[Stored entries]

○ ○ ○ ○ ○

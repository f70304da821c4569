use std::fmt;
use std::str::FromStr;

use crate::bits::{get_bit, get_bits, set_bit, set_bit_to, set_bits_to, sign_extend};
use crate::cond::Cond;

/// Data processing operation selected by bits 24..21.
#[derive(Clone, Copy, PartialEq, Eq, Debug)]
pub enum Opcode {
    And,
    Eor,
    Sub,
    Rsb,
    Add,
    Tst,
    Teq,
    Cmp,
    Orr,
    Mov,
    /// Encodable but not implemented by the emulator.
    Unassigned(u8),
}

impl Opcode {
    pub fn from_bits(bits: u32) -> Self {
        match bits & 0xF {
            0x0 => Opcode::And,
            0x1 => Opcode::Eor,
            0x2 => Opcode::Sub,
            0x3 => Opcode::Rsb,
            0x4 => Opcode::Add,
            0x8 => Opcode::Tst,
            0x9 => Opcode::Teq,
            0xA => Opcode::Cmp,
            0xC => Opcode::Orr,
            0xD => Opcode::Mov,
            other => Opcode::Unassigned(other as u8),
        }
    }

    pub fn bits(self) -> u32 {
        match self {
            Opcode::And => 0x0,
            Opcode::Eor => 0x1,
            Opcode::Sub => 0x2,
            Opcode::Rsb => 0x3,
            Opcode::Add => 0x4,
            Opcode::Tst => 0x8,
            Opcode::Teq => 0x9,
            Opcode::Cmp => 0xA,
            Opcode::Orr => 0xC,
            Opcode::Mov => 0xD,
            Opcode::Unassigned(bits) => bits as u32 & 0xF,
        }
    }

    /// `tst`, `teq` and `cmp` only update flags.
    pub fn writes_result(self) -> bool {
        !matches!(self, Opcode::Tst | Opcode::Teq | Opcode::Cmp)
    }

    pub fn name(self) -> &'static str {
        match self {
            Opcode::And => "and",
            Opcode::Eor => "eor",
            Opcode::Sub => "sub",
            Opcode::Rsb => "rsb",
            Opcode::Add => "add",
            Opcode::Tst => "tst",
            Opcode::Teq => "teq",
            Opcode::Cmp => "cmp",
            Opcode::Orr => "orr",
            Opcode::Mov => "mov",
            Opcode::Unassigned(_) => "???",
        }
    }
}

#[derive(Clone, Copy, PartialEq, Eq, Debug)]
pub enum ShiftKind {
    Lsl = 0b00,
    Lsr = 0b01,
    Asr = 0b10,
    Ror = 0b11,
}

impl ShiftKind {
    pub fn from_bits(bits: u32) -> Self {
        match bits & 0b11 {
            0b00 => ShiftKind::Lsl,
            0b01 => ShiftKind::Lsr,
            0b10 => ShiftKind::Asr,
            _ => ShiftKind::Ror,
        }
    }

    pub fn name(self) -> &'static str {
        match self {
            ShiftKind::Lsl => "lsl",
            ShiftKind::Lsr => "lsr",
            ShiftKind::Asr => "asr",
            ShiftKind::Ror => "ror",
        }
    }

    /// Shift `value` by `amount` (1 to 31). Also returns the last bit shifted out.
    pub fn apply(self, value: u32, amount: u32) -> (u32, bool) {
        debug_assert!((1..32).contains(&amount));
        match self {
            ShiftKind::Lsl => (value << amount, get_bit(value, 32 - amount)),
            ShiftKind::Lsr => (value >> amount, get_bit(value, amount - 1)),
            ShiftKind::Asr => (
                ((value as i32) >> amount) as u32,
                get_bit(value, amount - 1),
            ),
            ShiftKind::Ror => (value.rotate_right(amount), get_bit(value, amount - 1)),
        }
    }
}

impl FromStr for ShiftKind {
    type Err = ();

    fn from_str(s: &str) -> Result<Self, Self::Err> {
        match s.to_ascii_lowercase().as_str() {
            "lsl" => Ok(ShiftKind::Lsl),
            "lsr" => Ok(ShiftKind::Lsr),
            "asr" => Ok(ShiftKind::Asr),
            "ror" => Ok(ShiftKind::Ror),
            _ => Err(()),
        }
    }
}

/// Register operand shifted by a constant, packed into a 12-bit operand field.
#[derive(Clone, Copy, PartialEq, Eq, Debug)]
pub struct ShiftedReg {
    pub rm: u8,
    pub kind: ShiftKind,
    /// Zero means the register value is used unshifted.
    pub amount: u8,
}

impl ShiftedReg {
    pub fn decode(field: u32) -> Self {
        ShiftedReg {
            rm: get_bits(field, 0, 3) as u8,
            kind: ShiftKind::from_bits(get_bits(field, 5, 6)),
            amount: get_bits(field, 7, 11) as u8,
        }
    }

    pub fn encode(self) -> u32 {
        let field = set_bits_to(0, 0, 3, self.rm as u32);
        let field = set_bits_to(field, 5, 6, self.kind as u32);
        set_bits_to(field, 7, 11, self.amount as u32)
    }
}

impl fmt::Display for ShiftedReg {
    fn fmt(&self, f: &mut fmt::Formatter<'_>) -> fmt::Result {
        write!(f, "r{}", self.rm)?;
        if self.amount != 0 {
            write!(f, ", {} #{}", self.kind.name(), self.amount)?;
        }
        Ok(())
    }
}

/// Expand an immediate operand2: an 8-bit value rotated right by twice the 4-bit rotate field.
pub fn decode_immediate(operand2: u32) -> u32 {
    let value = get_bits(operand2, 0, 7);
    let rotate = get_bits(operand2, 8, 11);
    value.rotate_right(2 * rotate)
}

/// Find the smallest even rotation that brings `value` into 8 bits and pack it as operand2.
/// Returns `None` when the value has no such representation.
pub fn encode_immediate(value: u32) -> Option<u32> {
    (0..16).find_map(|rotate| {
        let imm = value.rotate_left(2 * rotate);
        (imm <= 0xFF).then(|| set_bits_to(imm, 8, 11, rotate))
    })
}

#[derive(Clone, Copy, PartialEq, Eq, Debug)]
pub struct DataProcessing {
    pub cond: Cond,
    /// Operand2 is a rotated immediate rather than a shifted register.
    pub immediate: bool,
    pub opcode: Opcode,
    pub set_flags: bool,
    pub rn: u8,
    pub rd: u8,
    pub operand2: u32,
}

impl DataProcessing {
    pub fn decode(word: u32) -> Self {
        DataProcessing {
            cond: Cond::from_bits(get_bits(word, 28, 31)),
            immediate: get_bit(word, 25),
            opcode: Opcode::from_bits(get_bits(word, 21, 24)),
            set_flags: get_bit(word, 20),
            rn: get_bits(word, 16, 19) as u8,
            rd: get_bits(word, 12, 15) as u8,
            operand2: get_bits(word, 0, 11),
        }
    }

    pub fn encode(&self) -> u32 {
        let word = set_bits_to(0, 28, 31, self.cond.bits());
        let word = set_bit_to(word, 25, self.immediate);
        let word = set_bits_to(word, 21, 24, self.opcode.bits());
        let word = set_bit_to(word, 20, self.set_flags);
        let word = set_bits_to(word, 16, 19, self.rn as u32);
        let word = set_bits_to(word, 12, 15, self.rd as u32);
        set_bits_to(word, 0, 11, self.operand2)
    }

    fn fmt_operand2(&self, f: &mut fmt::Formatter<'_>) -> fmt::Result {
        if self.immediate {
            fmt_imm(f, decode_immediate(self.operand2))
        } else {
            write!(f, "{}", ShiftedReg::decode(self.operand2))
        }
    }
}

#[derive(Clone, Copy, PartialEq, Eq, Debug)]
pub struct Multiply {
    pub cond: Cond,
    pub accumulate: bool,
    pub set_flags: bool,
    pub rd: u8,
    pub rn: u8,
    pub rs: u8,
    pub rm: u8,
}

impl Multiply {
    pub fn decode(word: u32) -> Self {
        Multiply {
            cond: Cond::from_bits(get_bits(word, 28, 31)),
            accumulate: get_bit(word, 21),
            set_flags: get_bit(word, 20),
            rd: get_bits(word, 16, 19) as u8,
            rn: get_bits(word, 12, 15) as u8,
            rs: get_bits(word, 8, 11) as u8,
            rm: get_bits(word, 0, 3) as u8,
        }
    }

    pub fn encode(&self) -> u32 {
        let word = set_bits_to(0, 28, 31, self.cond.bits());
        let word = set_bit_to(word, 21, self.accumulate);
        let word = set_bit_to(word, 20, self.set_flags);
        let word = set_bits_to(word, 16, 19, self.rd as u32);
        let word = set_bits_to(word, 12, 15, self.rn as u32);
        let word = set_bits_to(word, 8, 11, self.rs as u32);
        let word = set_bit(set_bit(word, 7), 4);
        set_bits_to(word, 0, 3, self.rm as u32)
    }
}

/// Single data transfer (`ldr`/`str`).
#[derive(Clone, Copy, PartialEq, Eq, Debug)]
pub struct Transfer {
    pub cond: Cond,
    /// Bit 25. Unlike data processing, a set bit means the offset is a shifted register.
    pub immediate: bool,
    pub pre_indexed: bool,
    /// Add the offset to the base rather than subtract it.
    pub up: bool,
    pub load: bool,
    pub rn: u8,
    pub rd: u8,
    pub offset: u32,
}

impl Transfer {
    pub fn decode(word: u32) -> Self {
        Transfer {
            cond: Cond::from_bits(get_bits(word, 28, 31)),
            immediate: get_bit(word, 25),
            pre_indexed: get_bit(word, 24),
            up: get_bit(word, 23),
            load: get_bit(word, 20),
            rn: get_bits(word, 16, 19) as u8,
            rd: get_bits(word, 12, 15) as u8,
            offset: get_bits(word, 0, 11),
        }
    }

    pub fn encode(&self) -> u32 {
        let word = set_bits_to(0, 28, 31, self.cond.bits());
        let word = set_bit(word, 26);
        let word = set_bit_to(word, 25, self.immediate);
        let word = set_bit_to(word, 24, self.pre_indexed);
        let word = set_bit_to(word, 23, self.up);
        let word = set_bit_to(word, 20, self.load);
        let word = set_bits_to(word, 16, 19, self.rn as u32);
        let word = set_bits_to(word, 12, 15, self.rd as u32);
        set_bits_to(word, 0, 11, self.offset)
    }

    fn fmt_offset(&self, f: &mut fmt::Formatter<'_>) -> fmt::Result {
        let sign = if self.up { "" } else { "-" };
        if self.immediate {
            write!(f, "{sign}{}", ShiftedReg::decode(self.offset))
        } else {
            write!(f, "#{sign}{}", self.offset)
        }
    }
}

#[derive(Clone, Copy, PartialEq, Eq, Debug)]
pub struct Branch {
    pub cond: Cond,
    /// Signed word offset, 24 bits.
    pub offset: u32,
}

impl Branch {
    pub fn decode(word: u32) -> Self {
        Branch {
            cond: Cond::from_bits(get_bits(word, 28, 31)),
            offset: get_bits(word, 0, 23),
        }
    }

    pub fn encode(&self) -> u32 {
        let word = set_bits_to(0, 28, 31, self.cond.bits());
        let word = set_bit(set_bit(word, 27), 25);
        set_bits_to(word, 0, 23, self.offset)
    }

    /// Byte distance added to the program counter when taken.
    pub fn delta(&self) -> u32 {
        sign_extend(self.offset << 2, 26)
    }
}

/// One decoded 32-bit word.
#[derive(Clone, Copy, PartialEq, Eq, Debug)]
pub enum Instruction {
    DataProcessing(DataProcessing),
    Multiply(Multiply),
    Transfer(Transfer),
    Branch(Branch),
    /// The all-zero word, and the unused `11` class.
    Halt,
}

impl Instruction {
    pub fn decode(word: u32) -> Self {
        if word == 0 {
            return Instruction::Halt;
        }
        match get_bits(word, 26, 27) {
            0b00 => {
                if !get_bit(word, 25) && get_bit(word, 7) && get_bit(word, 4) {
                    Instruction::Multiply(Multiply::decode(word))
                } else {
                    Instruction::DataProcessing(DataProcessing::decode(word))
                }
            }
            0b01 => Instruction::Transfer(Transfer::decode(word)),
            0b10 => Instruction::Branch(Branch::decode(word)),
            _ => Instruction::Halt,
        }
    }

    pub fn encode(&self) -> u32 {
        match self {
            Instruction::DataProcessing(instr) => instr.encode(),
            Instruction::Multiply(instr) => instr.encode(),
            Instruction::Transfer(instr) => instr.encode(),
            Instruction::Branch(instr) => instr.encode(),
            Instruction::Halt => 0,
        }
    }
}

fn fmt_imm(f: &mut fmt::Formatter<'_>, value: u32) -> fmt::Result {
    if value > 0xFF {
        write!(f, "#0x{value:x}")
    } else {
        write!(f, "#{value}")
    }
}

fn flag_suffix(set_flags: bool) -> &'static str {
    if set_flags {
        "s"
    } else {
        ""
    }
}

/// Disassembly in the syntax accepted by the assembler, except that branch targets are written
/// relative to the branch itself (`.+8`, `.-12`).
impl fmt::Display for Instruction {
    fn fmt(&self, f: &mut fmt::Formatter<'_>) -> fmt::Result {
        match self {
            Instruction::DataProcessing(dp) => {
                let name = dp.opcode.name();
                let cond = dp.cond;
                match dp.opcode {
                    Opcode::Unassigned(bits) => {
                        write!(f, "<undefined opcode 0x{bits:x}>")
                    }
                    // Always set flags, so no `s`
                    Opcode::Tst | Opcode::Teq | Opcode::Cmp => {
                        write!(f, "{name}{cond} r{}, ", dp.rn)?;
                        dp.fmt_operand2(f)
                    }
                    Opcode::Mov => {
                        write!(f, "{name}{cond}{} r{}, ", flag_suffix(dp.set_flags), dp.rd)?;
                        dp.fmt_operand2(f)
                    }
                    _ => {
                        write!(
                            f,
                            "{name}{cond}{} r{}, r{}, ",
                            flag_suffix(dp.set_flags),
                            dp.rd,
                            dp.rn
                        )?;
                        dp.fmt_operand2(f)
                    }
                }
            }
            Instruction::Multiply(mul) => {
                let s = flag_suffix(mul.set_flags);
                if mul.accumulate {
                    write!(
                        f,
                        "mla{}{s} r{}, r{}, r{}, r{}",
                        mul.cond, mul.rd, mul.rm, mul.rs, mul.rn
                    )
                } else {
                    write!(f, "mul{}{s} r{}, r{}, r{}", mul.cond, mul.rd, mul.rm, mul.rs)
                }
            }
            Instruction::Transfer(sdt) => {
                let name = if sdt.load { "ldr" } else { "str" };
                write!(f, "{name}{} r{}, [r{}", sdt.cond, sdt.rd, sdt.rn)?;
                if sdt.pre_indexed {
                    if sdt.immediate || sdt.offset != 0 {
                        f.write_str(", ")?;
                        sdt.fmt_offset(f)?;
                    }
                    f.write_str("]")
                } else {
                    f.write_str("], ")?;
                    sdt.fmt_offset(f)
                }
            }
            Instruction::Branch(br) => {
                // Relative to the branch, not the pipelined program counter
                let rel = (br.delta() as i32).wrapping_add(8);
                write!(f, "b{} .{rel:+}", br.cond)
            }
            Instruction::Halt => f.write_str("andeq r0, r0, r0"),
        }
    }
}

○ ○ ○ ○ ○

▸ WHAT YOU HAVE TO DO
The string "than" marks the lines to copy; report each of them from the data above.

▸ EXERCISE RESPONSE
    /// Operand2 is a rotated immediate rather than a shifted register.
    /// Add the offset to the base rather than subtract it.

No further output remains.